しあわせ先進モデル 活力人口100万人 県、交流人口拡大目指す 長期ビジョンの最終案

2020年5月27日 05時00分 (5月27日 10時50分更新)

 県は、二〇二〇年度からおおむね二十年間の県総合計画「長期ビジョン」の最終案をまとめた。基本目標は「しあわせ先進モデル 活力人口100万人ふくい」と定め、人口減少が進む中で交流人口を増やしていく姿勢を鮮明にした。二十七日から県民の意見を募集し、六月十六日開会の定例県議会に議案として提出する。 (尾嶋隆宏)
 最終案は三月に示していた素案を再整理した。基本目標を初めて設け、県は、福井県の目指す姿を端的に表現する目玉と位置付けている。

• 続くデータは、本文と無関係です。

//! Sync/apply bridge.
//!
//! Local mutation: validate, push to the repository, apply to the OS sink.
//! Repository change: the snapshot replaces the local store and is applied.
//!
//! Neither repository nor sink failures are returned to the caller. They
//! land in [`SyncStatus`] (and as events) so the UI can show an offline
//! badge or the privilege screen; the next rule change retries.

use chrono::{DateTime, Utc};
use tokio::sync::mpsc::error::TryRecvError;
use tokio::sync::mpsc::UnboundedReceiver;
use tracing::{info, warn};

use super::repository::RuleRepository;
use super::types::{ApplySettings, Connectivity, EnforcementStatus, SyncStatus};
use crate::enforcement::{EnforcementRequest, EnforcementSink};
use crate::error::Result;
use crate::events::Event;
use crate::rules::{RuleSnapshot, RuleStore};

pub struct SyncBridge<R: RuleRepository, E: EnforcementSink> {
    repository: R,
    sink: E,
    updates: UnboundedReceiver<RuleSnapshot>,
    status: SyncStatus,
}

impl<R: RuleRepository, E: EnforcementSink> SyncBridge<R, E> {
    pub fn new(repository: R, sink: E) -> Self {
        let updates = repository.subscribe();
        Self {
            repository,
            sink,
            updates,
            status: SyncStatus::default(),
        }
    }

    pub fn repository(&self) -> &R {
        &self.repository
    }

    pub fn sink(&self) -> &E {
        &self.sink
    }

    pub fn status(&self) -> &SyncStatus {
        &self.status
    }

    /// Build the initial store from the repository. When it is
    /// unreachable the returned store is empty and the bridge is offline.
    pub fn load(&mut self, now: DateTime<Utc>) -> (RuleStore, Vec<Event>) {
        match self.repository.fetch() {
            Ok(snapshot) => {
                let mut events = self.mark_online(now);
                let store = RuleStore::from_snapshot(snapshot);
                events.push(Event::RulesReplaced {
                    rule_count: store.rules().len(),
                    at: now,
                });
                (store, events)
            }
            Err(e) => (RuleStore::new(), self.mark_offline(e.to_string(), now)),
        }
    }

    /// Publish a local change and apply it.
    ///
    /// # Errors
    /// Only `SchemaValidation`, raised before anything is written. An
    /// unreachable repository turns the bridge offline instead.
    pub fn push_local(
        &mut self,
        store: &RuleStore,
        settings: ApplySettings,
        now: DateTime<Utc>,
    ) -> Result<Vec<Event>> {
        let snapshot = store.snapshot();
        snapshot.validate()?;

        let mut events = match self.repository.push(&snapshot) {
            Ok(()) => self.mark_online(now),
            Err(e) => self.mark_offline(e.to_string(), now),
        };
        events.push(self.apply(store, settings, now));
        Ok(events)
    }

    /// Drain repository updates. The newest snapshot, if it differs from
    /// the local state, replaces `store` and is applied.
    pub fn pump(&mut self, store: &mut RuleStore, settings: ApplySettings, now: DateTime<Utc>) -> Vec<Event> {
        let mut latest = None;
        loop {
            match self.updates.try_recv() {
                Ok(snapshot) => latest = Some(snapshot),
                Err(TryRecvError::Empty) => break,
                Err(TryRecvError::Disconnected) => {
                    warn!("repository subscription closed; resubscribing");
                    self.updates = self.repository.subscribe();
                    break;
                }
            }
        }

        let Some(snapshot) = latest else {
            return Vec::new();
        };
        let mut events = self.mark_online(now);
        if snapshot == store.snapshot() {
            return events;
        }

        *store = RuleStore::from_snapshot(snapshot);
        info!(rules = store.rules().len(), "rules replaced from repository");
        events.push(Event::RulesReplaced {
            rule_count: store.rules().len(),
            at: now,
        });
        events.push(self.apply(store, settings, now));
        events
    }

    /// Apply the store to the OS sink and record the outcome.
    pub fn apply(&mut self, store: &RuleStore, settings: ApplySettings, now: DateTime<Utc>) -> Event {
        let request = EnforcementRequest::from_store(store, settings.blocking_enabled, settings.language);
        match self.sink.apply(&request) {
            Ok(()) => {
                let active_rules = request.active_count();
                self.status.enforcement = EnforcementStatus::Applied { active_rules };
                self.status.last_applied_at = Some(now);
                Event::RulesApplied { active_rules, at: now }
            }
            Err(e) => {
                let admin_required = e.is_admin_required();
                warn!(error = %e, admin_required, "applying rules to the OS failed");
                self.status.enforcement = if admin_required {
                    EnforcementStatus::InsufficientPrivilege
                } else {
                    EnforcementStatus::Failed {
                        message: e.to_string(),
                    }
                };
                Event::EnforcementFailed {
                    admin_required,
                    message: e.to_string(),
                    at: now,
                }
            }
        }
    }

    /// Remove whatever the sink applied.
    pub fn clean(&mut self) -> Result<()> {
        self.sink.clean()?;
        self.status.enforcement = EnforcementStatus::NotApplied;
        Ok(())
    }

    fn mark_online(&mut self, now: DateTime<Utc>) -> Vec<Event> {
        self.status.last_sync_at = Some(now);
        if self.status.is_online() {
            return Vec::new();
        }
        info!("rule repository reachable again");
        self.status.connectivity = Connectivity::Online;
        vec![Event::RepositoryOnline { at: now }]
    }

    fn mark_offline(&mut self, reason: String, now: DateTime<Utc>) -> Vec<Event> {
        warn!(%reason, "rule repository unavailable; keeping local rules");
        self.status.connectivity = Connectivity::Offline {
            reason: reason.clone(),
        };
        vec![Event::RepositoryOffline { message: reason, at: now }]
    }
}

#[cfg(test)]
mod tests {
    use super::*;
    use crate::enforcement::EnforcedRule;
    use crate::error::CoreError;
    use crate::rules::BlockMode;
    use crate::sync::MemoryRepository;
    use std::cell::RefCell;
    use std::path::PathBuf;

    #[derive(Default)]
    struct RecordingSink {
        applied: RefCell<Vec<Vec<EnforcedRule>>>,
        deny: bool,
    }

    impl EnforcementSink for RecordingSink {
        fn apply(&self, request: &EnforcementRequest) -> Result<()> {
            if self.deny {
                return Err(CoreError::AdminPrivilegeRequired {
                    path: PathBuf::from("/etc/hosts"),
                });
            }
            self.applied.borrow_mut().push(request.rules.clone());
            Ok(())
        }

        fn clean(&self) -> Result<()> {
            self.applied.borrow_mut().clear();
            Ok(())
        }
    }

    fn settings() -> ApplySettings {
        ApplySettings::default()
    }

    #[test]
    fn push_local_writes_repository_and_applies() {
        let repo = MemoryRepository::new();
        let mut bridge = SyncBridge::new(&repo, RecordingSink::default());
        let mut store = RuleStore::new();
        store.add_rule("a.com", None, BlockMode::Hard).unwrap();

        let events = bridge.push_local(&store, settings(), Utc::now()).unwrap();
        assert!(events.iter().any(|e| matches!(e, Event::RulesApplied { active_rules: 1, .. })));
        assert_eq!(repo.fetch().unwrap().rules.len(), 1);
        assert_eq!(bridge.sink().applied.borrow().len(), 1);

        // The echo of our own push is not re-applied.
        let events = bridge.pump(&mut store, settings(), Utc::now());
        assert!(events.is_empty());
        assert_eq!(bridge.sink().applied.borrow().len(), 1);
    }

    #[test]
    fn offline_repository_keeps_local_state_and_still_applies() {
        let repo = MemoryRepository::new();
        repo.set_offline(true);
        let mut bridge = SyncBridge::new(&repo, RecordingSink::default());
        let mut store = RuleStore::new();
        store.add_rule("a.com", None, BlockMode::Hard).unwrap();

        let events = bridge.push_local(&store, settings(), Utc::now()).unwrap();
        assert!(matches!(events[0], Event::RepositoryOffline { .. }));
        assert!(!bridge.status().is_online());
        assert_eq!(store.rules().len(), 1);
        assert_eq!(bridge.sink().applied.borrow().len(), 1);

        repo.set_offline(false);
        let events = bridge.push_local(&store, settings(), Utc::now()).unwrap();
        assert!(matches!(events[0], Event::RepositoryOnline { .. }));
        assert!(bridge.status().is_online());
    }

    #[test]
    fn remote_snapshot_replaces_store_and_reapplies() {
        let repo = MemoryRepository::new();
        let mut bridge = SyncBridge::new(&repo, RecordingSink::default());
        let (mut store, _) = bridge.load(Utc::now());
        assert!(store.rules().is_empty());

        let mut remote = RuleStore::new();
        remote.add_rule("b.com", Some("News"), BlockMode::FrictionWait).unwrap();
        repo.push_remote(remote.snapshot());

        let events = bridge.pump(&mut store, settings(), Utc::now());
        assert!(events.iter().any(|e| matches!(e, Event::RulesReplaced { rule_count: 1, .. })));
        assert_eq!(store.find_by_domain("b.com").unwrap().group, "News");
        assert_eq!(bridge.sink().applied.borrow().len(), 1);
    }

    #[test]
    fn privilege_failure_downgrades_status_without_erroring() {
        let repo = MemoryRepository::new();
        let sink = RecordingSink {
            deny: true,
            ..RecordingSink::default()
        };
        let mut bridge = SyncBridge::new(&repo, sink);
        let store = RuleStore::new();
        let events = bridge.push_local(&store, settings(), Utc::now()).unwrap();
        assert!(matches!(
            events.last(),
            Some(Event::EnforcementFailed { admin_required: true, .. })
        ));
        assert_eq!(bridge.status().enforcement, EnforcementStatus::InsufficientPrivilege);
    }

    #[test]
    fn blocking_disabled_sends_nothing_active() {
        let repo = MemoryRepository::new();
        let mut bridge = SyncBridge::new(&repo, RecordingSink::default());
        let mut store = RuleStore::new();
        store.add_rule("a.com", None, BlockMode::Hard).unwrap();
        let off = ApplySettings {
            blocking_enabled: false,
            ..settings()
        };
        let event = bridge.apply(&store, off, Utc::now());
        assert!(matches!(event, Event::RulesApplied { active_rules: 0, .. }));
    }
}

 「活力人口」は造語で、その地域を訪れた交流人口などを定住人口に換算し、その時点の定住人口と足し合わせたもの。県内の定住人口は四〇年に六十八万人(現在七十七万人)に減る見通し。観光振興を進めて換算後の交流人口などを三十万人余り(同九万人)に拡大し、百万人の活力人口を目指す。「幸福度日本一」と評される質の高い暮らしも守っていく。
 素案で示した今後二十年間で取り組むプロジェクトを見直し、▽高速交通や敦賀港の整備を加速する「県境フロンティア」▽歴史や文化に磨きを掛ける「千年文化の継承発展」▽地域と絆を大切に最新技術で暮らしの質を高める「くらしの新デザイン」▽地域産業を育てる「価値づくり産業創造」−の四本柱にした。
 最初五年間の実行プラン(二〇〜二四年度)も作成した。コンセプトは「とんがろう、ふくい」。素案で示していた五分野十八の政策目標をそのまま盛り込み、二三年春の北陸新幹線県内開業を契機に、二四年に年間観光客二千万人を目指すなどの数値目標も並べてある。県内を福井坂井、奥越、丹南、嶺南の四エリアに分けた地域プランも明示した。
 長期ビジョンづくりは、昨年四月に就任した杉本達治知事が知事選で掲げ、県は昨年八月から策定作業を本格的にスタートした。杉本知事は「長期ビジョンを早く仕上げ、県民と将来像を共有しながら福井県を大きく発展させていきたい」としている。
 県民の意見は二十七日〜六月十日、県のホームページで募る。